##### DATASET RECORDS

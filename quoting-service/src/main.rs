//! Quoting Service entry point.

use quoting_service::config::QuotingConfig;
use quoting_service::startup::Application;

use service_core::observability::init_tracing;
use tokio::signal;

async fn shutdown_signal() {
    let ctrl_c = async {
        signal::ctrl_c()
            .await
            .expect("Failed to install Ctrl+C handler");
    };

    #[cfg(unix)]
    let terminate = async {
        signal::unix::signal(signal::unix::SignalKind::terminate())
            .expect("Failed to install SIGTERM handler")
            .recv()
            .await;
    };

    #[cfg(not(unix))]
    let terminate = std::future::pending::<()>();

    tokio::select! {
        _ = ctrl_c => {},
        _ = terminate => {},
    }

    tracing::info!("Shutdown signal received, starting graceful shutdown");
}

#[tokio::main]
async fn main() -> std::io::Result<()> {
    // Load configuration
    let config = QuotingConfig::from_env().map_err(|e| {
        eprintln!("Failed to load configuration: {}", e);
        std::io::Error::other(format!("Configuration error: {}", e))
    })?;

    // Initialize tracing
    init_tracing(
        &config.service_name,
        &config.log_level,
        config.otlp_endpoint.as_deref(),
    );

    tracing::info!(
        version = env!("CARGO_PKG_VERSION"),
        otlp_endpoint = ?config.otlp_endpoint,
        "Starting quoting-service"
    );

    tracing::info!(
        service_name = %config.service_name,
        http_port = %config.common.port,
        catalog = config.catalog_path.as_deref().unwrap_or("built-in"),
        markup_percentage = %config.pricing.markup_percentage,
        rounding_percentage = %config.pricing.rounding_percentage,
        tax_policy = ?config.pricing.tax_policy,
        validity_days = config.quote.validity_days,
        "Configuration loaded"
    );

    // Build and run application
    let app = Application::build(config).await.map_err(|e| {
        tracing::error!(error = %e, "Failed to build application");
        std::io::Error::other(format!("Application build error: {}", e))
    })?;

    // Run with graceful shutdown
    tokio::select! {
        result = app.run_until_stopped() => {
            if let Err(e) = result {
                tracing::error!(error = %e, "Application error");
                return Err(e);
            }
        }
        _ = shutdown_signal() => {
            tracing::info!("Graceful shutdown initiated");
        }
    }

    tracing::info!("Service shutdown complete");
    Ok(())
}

##########
##### DATASET RECORDS

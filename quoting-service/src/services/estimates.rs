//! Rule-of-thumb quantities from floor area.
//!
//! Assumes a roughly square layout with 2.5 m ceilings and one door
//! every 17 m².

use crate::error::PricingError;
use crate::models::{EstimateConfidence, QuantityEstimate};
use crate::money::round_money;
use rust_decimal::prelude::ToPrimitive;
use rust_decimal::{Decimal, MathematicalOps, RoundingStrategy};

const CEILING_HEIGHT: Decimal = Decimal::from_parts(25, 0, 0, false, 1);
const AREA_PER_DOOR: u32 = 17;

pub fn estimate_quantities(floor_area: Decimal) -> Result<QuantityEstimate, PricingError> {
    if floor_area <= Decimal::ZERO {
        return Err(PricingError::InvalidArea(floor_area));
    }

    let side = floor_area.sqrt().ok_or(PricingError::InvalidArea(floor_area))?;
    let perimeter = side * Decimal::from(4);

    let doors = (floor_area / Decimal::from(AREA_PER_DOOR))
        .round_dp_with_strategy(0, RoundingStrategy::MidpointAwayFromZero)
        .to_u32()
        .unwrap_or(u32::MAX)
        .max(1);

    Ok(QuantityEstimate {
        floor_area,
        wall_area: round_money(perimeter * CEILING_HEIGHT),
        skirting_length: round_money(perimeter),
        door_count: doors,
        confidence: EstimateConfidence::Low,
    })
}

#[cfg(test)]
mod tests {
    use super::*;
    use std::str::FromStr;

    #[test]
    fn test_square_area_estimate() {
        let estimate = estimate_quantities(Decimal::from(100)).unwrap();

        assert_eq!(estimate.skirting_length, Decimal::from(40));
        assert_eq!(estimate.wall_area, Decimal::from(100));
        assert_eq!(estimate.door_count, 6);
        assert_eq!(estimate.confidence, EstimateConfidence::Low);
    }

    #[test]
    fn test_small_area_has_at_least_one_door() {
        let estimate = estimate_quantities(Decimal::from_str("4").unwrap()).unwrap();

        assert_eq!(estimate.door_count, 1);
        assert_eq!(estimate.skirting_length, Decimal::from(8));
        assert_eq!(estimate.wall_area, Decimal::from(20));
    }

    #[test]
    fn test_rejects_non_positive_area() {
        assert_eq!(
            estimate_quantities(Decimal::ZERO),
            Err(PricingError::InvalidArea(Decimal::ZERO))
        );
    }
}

##########
##### DATASET RECORDS

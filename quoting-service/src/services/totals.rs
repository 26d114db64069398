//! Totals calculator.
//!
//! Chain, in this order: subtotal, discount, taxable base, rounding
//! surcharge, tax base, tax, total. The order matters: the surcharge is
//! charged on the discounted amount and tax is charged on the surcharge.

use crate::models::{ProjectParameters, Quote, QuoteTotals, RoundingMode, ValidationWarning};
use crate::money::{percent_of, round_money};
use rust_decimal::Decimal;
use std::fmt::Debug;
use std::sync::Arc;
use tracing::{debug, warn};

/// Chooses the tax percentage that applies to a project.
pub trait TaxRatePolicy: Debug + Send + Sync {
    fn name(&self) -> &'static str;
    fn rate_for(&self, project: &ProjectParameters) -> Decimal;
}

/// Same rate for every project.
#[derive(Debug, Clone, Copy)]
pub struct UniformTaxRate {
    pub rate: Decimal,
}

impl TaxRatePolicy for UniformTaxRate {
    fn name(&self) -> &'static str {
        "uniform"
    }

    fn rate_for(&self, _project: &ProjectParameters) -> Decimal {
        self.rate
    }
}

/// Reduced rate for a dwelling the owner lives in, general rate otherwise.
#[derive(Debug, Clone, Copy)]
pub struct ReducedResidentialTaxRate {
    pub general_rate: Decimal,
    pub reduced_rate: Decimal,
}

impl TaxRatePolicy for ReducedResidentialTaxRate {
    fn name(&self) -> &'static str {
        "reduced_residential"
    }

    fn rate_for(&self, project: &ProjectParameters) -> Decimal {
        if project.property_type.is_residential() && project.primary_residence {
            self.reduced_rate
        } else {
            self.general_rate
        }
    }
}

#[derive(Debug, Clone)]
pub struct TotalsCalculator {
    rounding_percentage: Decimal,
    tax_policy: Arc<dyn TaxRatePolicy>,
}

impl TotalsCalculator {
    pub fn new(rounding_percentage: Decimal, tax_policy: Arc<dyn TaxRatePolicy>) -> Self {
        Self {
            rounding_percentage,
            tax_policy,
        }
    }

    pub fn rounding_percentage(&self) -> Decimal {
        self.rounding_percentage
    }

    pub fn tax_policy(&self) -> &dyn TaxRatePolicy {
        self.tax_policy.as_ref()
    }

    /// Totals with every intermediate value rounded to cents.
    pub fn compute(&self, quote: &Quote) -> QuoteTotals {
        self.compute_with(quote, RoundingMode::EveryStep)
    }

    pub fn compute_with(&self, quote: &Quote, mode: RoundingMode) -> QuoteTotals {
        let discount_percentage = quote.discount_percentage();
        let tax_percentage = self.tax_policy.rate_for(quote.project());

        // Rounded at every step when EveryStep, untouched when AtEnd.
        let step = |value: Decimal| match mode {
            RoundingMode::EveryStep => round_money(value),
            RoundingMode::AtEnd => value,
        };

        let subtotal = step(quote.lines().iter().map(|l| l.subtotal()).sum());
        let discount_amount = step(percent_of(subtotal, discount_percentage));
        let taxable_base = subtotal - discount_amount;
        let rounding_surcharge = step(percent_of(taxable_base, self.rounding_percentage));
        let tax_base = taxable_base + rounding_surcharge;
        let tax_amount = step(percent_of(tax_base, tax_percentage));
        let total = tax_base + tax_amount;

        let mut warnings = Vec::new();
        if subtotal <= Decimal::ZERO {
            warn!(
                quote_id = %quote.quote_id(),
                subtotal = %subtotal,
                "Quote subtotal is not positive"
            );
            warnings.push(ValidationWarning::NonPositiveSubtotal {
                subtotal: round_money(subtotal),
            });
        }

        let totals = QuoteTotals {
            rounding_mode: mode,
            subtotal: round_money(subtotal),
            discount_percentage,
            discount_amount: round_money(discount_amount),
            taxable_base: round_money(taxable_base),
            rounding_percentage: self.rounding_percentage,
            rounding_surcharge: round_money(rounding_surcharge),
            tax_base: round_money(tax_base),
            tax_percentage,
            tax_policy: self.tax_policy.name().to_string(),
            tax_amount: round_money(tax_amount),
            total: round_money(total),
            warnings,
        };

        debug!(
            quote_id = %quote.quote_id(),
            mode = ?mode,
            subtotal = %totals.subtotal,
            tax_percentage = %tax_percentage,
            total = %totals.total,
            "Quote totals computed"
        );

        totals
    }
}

##########

▶ [EXERCISE]:
Each line in the entries above that includes the string "models" should be extracted.

▶ [SOLUTION FOR THIS EXERCISE]:
use crate::models::{EstimateConfidence, QuantityEstimate};
use crate::models::{ProjectParameters, Quote, QuoteTotals, RoundingMode, ValidationWarning};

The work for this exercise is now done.